A futures contract is an exchange-traded contract in which the holder has the obligation to buy an asset on a future date, referred to as the final settlement date, at a market-determined price called the futures price. The price of the asset on the final settlement date is called the settlement price. The contract specifications, including the quantity and quality of the asset as well as the time and place of delivery, are determined by the relevant exchange. The asset is most often a commodity, a stock or an index. Stock market index futures are popular because they can be used for hedging against an existing equity position, or speculating on future movements of the asset.

Futures constitute a safer investment since the counterparty risk is (almost) totally eliminated. Indeed, the clearing house acts as a central counterparty between the buyer and the seller and also provides a mechanism of settlement based on margin calls. Futures are marked-to market (MTM) on a daily basis to the new futures price. This rebalancing mechanism forces the holders to update daily to an equivalent forward purchased that day. On the other hand, the benefits of having such standardized contracts are slightly offset by the lack of flexibility that one has when setting the terms of an OTC forward contract. The futures contract is marked to-market on a daily basis, and if the margin paid to the exchange drops below the margin maintenance required by the exchange, then a margin call will be issued and a payment made to keep the account at the required level. Margin payments offset some of the exchange’s risk to a customer’s default.

The quoted price of a futures contract is the futures price itself. The fair value of a future is equal to the cash price of the asset (the spot value of the asset) plus the costs of carry (the cost of holding the asset until the delivery date minus any income). When computing the fair value of futures on commodity, one should take into account the interest rates as well as storage and insurance fees to estimate the costs of carry.
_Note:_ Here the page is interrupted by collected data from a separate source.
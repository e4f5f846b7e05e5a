//! Test-only helpers: scripted providers, temp git repositories, and
//! deterministic state builders.

use std::collections::BTreeMap;
use std::path::Path;
use std::process::Command;
use std::sync::Mutex;
use std::sync::atomic::{AtomicUsize, Ordering};

use async_trait::async_trait;

use crate::core::state::{ActionKind, Checklist, ChecklistItem, FeatureRequest};
use crate::llm::TierModels;
use crate::llm::provider::ModelProvider;
use crate::llm::types::{CompletionRequest, CompletionResponse, FinishReason, Usage};

/// Provider returning a scripted sequence of responses without any network.
///
/// Once the script is exhausted, further calls return the error sentinel.
pub struct ScriptedProvider {
    name: &'static str,
    responses: Mutex<Vec<CompletionResponse>>,
    calls: AtomicUsize,
}

impl ScriptedProvider {
    pub fn new(name: &'static str, responses: Vec<CompletionResponse>) -> Self {
        let mut responses = responses;
        responses.reverse();
        Self {
            name,
            responses: Mutex::new(responses),
            calls: AtomicUsize::new(0),
        }
    }

    /// Provider whose every call fails at the transport level.
    pub fn failing(name: &'static str) -> Self {
        Self::new(name, Vec::new())
    }

    pub fn calls(&self) -> usize {
        self.calls.load(Ordering::SeqCst)
    }
}

#[async_trait]
impl ModelProvider for ScriptedProvider {
    fn name(&self) -> &'static str {
        self.name
    }

    fn available_models(&self) -> Vec<String> {
        vec![format!("{}-default", self.name)]
    }

    async fn complete(&self, request: &CompletionRequest) -> CompletionResponse {
        self.calls.fetch_add(1, Ordering::SeqCst);
        let mut responses = self.responses.lock().expect("scripted responses lock");
        match responses.pop() {
            Some(mut response) => {
                if response.model.is_empty() {
                    response.model = request.model.clone();
                }
                response
            }
            None => CompletionResponse::error(&request.model, "scripted transport failure"),
        }
    }

    async fn health_check(&self) -> bool {
        true
    }
}

/// A successful completion whose content is the serialized JSON value.
pub fn json_content(value: &serde_json::Value) -> CompletionResponse {
    CompletionResponse {
        content: Some(value.to_string()),
        tool_calls: None,
        model: String::new(),
        usage: Usage::default(),
        finish_reason: FinishReason::Stop,
        error: None,
    }
}

/// A successful completion carrying non-JSON prose.
pub fn text_content(text: &str) -> CompletionResponse {
    CompletionResponse {
        content: Some(text.to_string()),
        tool_calls: None,
        model: String::new(),
        usage: Usage::default(),
        finish_reason: FinishReason::Stop,
        error: None,
    }
}

/// The error-sentinel response a provider returns on transport failure.
pub fn transport_error(detail: &str) -> CompletionResponse {
    CompletionResponse::error(String::new(), detail)
}

/// Route table mapping `(provider, fast, reasoning)` triples.
pub fn routes_for(entries: &[(&str, &str, &str)]) -> BTreeMap<String, TierModels> {
    entries
        .iter()
        .map(|(name, fast, reasoning)| {
            (
                name.to_string(),
                TierModels {
                    fast: fast.to_string(),
                    reasoning: reasoning.to_string(),
                },
            )
        })
        .collect()
}

/// Deterministic feature request pointing at `repo_path`.
pub fn feature_request(repo_path: impl Into<std::path::PathBuf>) -> FeatureRequest {
    FeatureRequest {
        description: "add a retry limit to the webhook processor".to_string(),
        repo_path: repo_path.into(),
        base_branch: "main".to_string(),
        model_profile: "default".to_string(),
    }
}

/// Checklist with `count` trivial create items.
pub fn checklist_with_items(count: usize) -> Checklist {
    Checklist {
        items: (0..count)
            .map(|idx| ChecklistItem {
                id: format!("item-{idx}"),
                description: format!("step {idx}"),
                file_path: Some(format!("file_{idx}.txt")),
                action: ActionKind::Create,
                dependencies: Vec::new(),
                completed: false,
            })
            .collect(),
        test_strategy: "Run tests".to_string(),
    }
}

/// Temp directory initialized as a git repository with one commit.
pub struct TestRepo {
    dir: tempfile::TempDir,
}

impl TestRepo {
    pub fn new() -> Self {
        let dir = tempfile::tempdir().expect("tempdir");
        let root = dir.path();
        git(root, &["init"]);
        git(root, &["config", "user.email", "test@example.com"]);
        git(root, &["config", "user.name", "test"]);
        std::fs::write(root.join("README.md"), "hi\n").expect("write README");
        git(root, &["add", "README.md"]);
        git(root, &["commit", "-m", "chore: init"]);
        Self { dir }
    }

    pub fn root(&self) -> &Path {
        self.dir.path()
    }
}

impl Default for TestRepo {
    fn default() -> Self {
        Self::new()
    }
}

fn git(root: &Path, args: &[&str]) {
    let status = Command::new("git")
        .args(args)
        .current_dir(root)
        .status()
        .unwrap_or_else(|err| panic!("spawn git {args:?}: {err}"));
    assert!(status.success(), "git {args:?} failed");
}
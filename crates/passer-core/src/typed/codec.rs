//! Codec - payload と body bytes の相互変換
//!
//! registry は envelope の枠（識別子 + separator）だけを扱い、
//! body の中身は Codec に任せます。
//!
//! # 実装
//! - `JsonCodec`: serde_json（デフォルト、人間が読める）
//! - `BincodeCodec`: bincode 1.x（小さい、速い）
//!
//! envelope はどの Codec で作られたかを記録しません。
//! encode 側と execute 側で同じ Codec を使ってください。

use serde::Serialize;
use serde::de::DeserializeOwned;

pub use crate::domain::errors::CodecError;

/// Codec は値を body bytes に変換する
///
/// `decode(encode(v))` が `v` と観測上等しい値を返すこと。
/// generic メソッドを持つので object-safe ではなく、Registry の型パラメータとして注入します。
pub trait Codec: Send + Sync + 'static {
    fn encode<T: Serialize>(&self, value: &T) -> Result<Vec<u8>, CodecError>;

    fn decode<T: DeserializeOwned>(&self, bytes: &[u8]) -> Result<T, CodecError>;

    /// ログ用の名前
    fn name(&self) -> &'static str;
}

#[derive(Debug, Clone, Copy, Default)]
pub struct JsonCodec;

impl Codec for JsonCodec {
    fn encode<T: Serialize>(&self, value: &T) -> Result<Vec<u8>, CodecError> {
        Ok(serde_json::to_vec(value)?)
    }

    fn decode<T: DeserializeOwned>(&self, bytes: &[u8]) -> Result<T, CodecError> {
        Ok(serde_json::from_slice(bytes)?)
    }

    fn name(&self) -> &'static str {
        "json"
    }
}

#[derive(Debug, Clone, Copy, Default)]
pub struct BincodeCodec;

impl Codec for BincodeCodec {
    fn encode<T: Serialize>(&self, value: &T) -> Result<Vec<u8>, CodecError> {
        Ok(bincode::serialize(value)?)
    }

    fn decode<T: DeserializeOwned>(&self, bytes: &[u8]) -> Result<T, CodecError> {
        Ok(bincode::deserialize(bytes)?)
    }

    fn name(&self) -> &'static str {
        "bincode"
    }
}

#[cfg(test)]
mod tests {
    use super::*;
    use crate::typed::payload::fixtures::{TestStructA, TestStructB};

    fn sample_b() -> TestStructB {
        let mut family = std::collections::HashMap::new();
        family.insert("parent".to_string(), "alice".to_string());
        TestStructB {
            field_a: 1.5,
            field_b: "b".to_string(),
            family,
        }
    }

    fn assert_reproduces<C: Codec>(codec: C) {
        let a = TestStructA {
            field_a: -7,
            field_b: "execute_test".to_string(),
        };
        let back: TestStructA = codec.decode(&codec.encode(&a).unwrap()).unwrap();
        assert_eq!(back, a);

        let zero = TestStructA::default();
        let back: TestStructA = codec.decode(&codec.encode(&zero).unwrap()).unwrap();
        assert_eq!(back, zero);

        let b = sample_b();
        let back: TestStructB = codec.decode(&codec.encode(&b).unwrap()).unwrap();
        assert_eq!(back, b);
    }

    #[test]
    fn json_codec_reproduces_values() {
        assert_reproduces(JsonCodec);
    }

    #[test]
    fn bincode_codec_reproduces_values() {
        assert_reproduces(BincodeCodec);
    }

    #[test]
    fn json_codec_reports_garbage() {
        let err = JsonCodec.decode::<TestStructA>(b"not json").unwrap_err();
        assert!(matches!(err, CodecError::Json(_)));
    }

    #[test]
    fn bincode_codec_reports_truncated_input() {
        let err = BincodeCodec.decode::<TestStructA>(&[1, 2]).unwrap_err();
        assert!(matches!(err, CodecError::Bincode(_)));
    }
}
As long as the deliverable asset is not in short supply, one may apply arbitrage arguments to determine the price of a future. When a futures contract trades above its fair value, a cash and carry arbitrage opportunity arises. The arbitrageur would immediately buy the asset at the spot price to hold it until the settlement date, and at the same time sell the future at the market’s futures price. At the delivery date, he would have made a profit equal to the difference between the market’s futures price and the theoretical fair value. Alternatively, a reverse cash and carry arbitrage opportunity occurs when the future is trading below its fair value. In this case, the arbitrageur makes a risk-free profit by short-selling the asset at the spot price and taking at the same time a long position in a futures contract at the market’s futures price. When the deliverable asset is not in plentiful supply, or has not yet been created (a corn harvest for example), the price of a future is determined by the instantaneous equilibrium between supply and demand for the asset in the future among the market participants who are buying and selling such contracts. The convenience yield is the adjustment to the cost of carry in the non-arbitrage pricing formula for a forward and it accounts for the fact that actually taking physical delivery of the asset is favorable for some investors.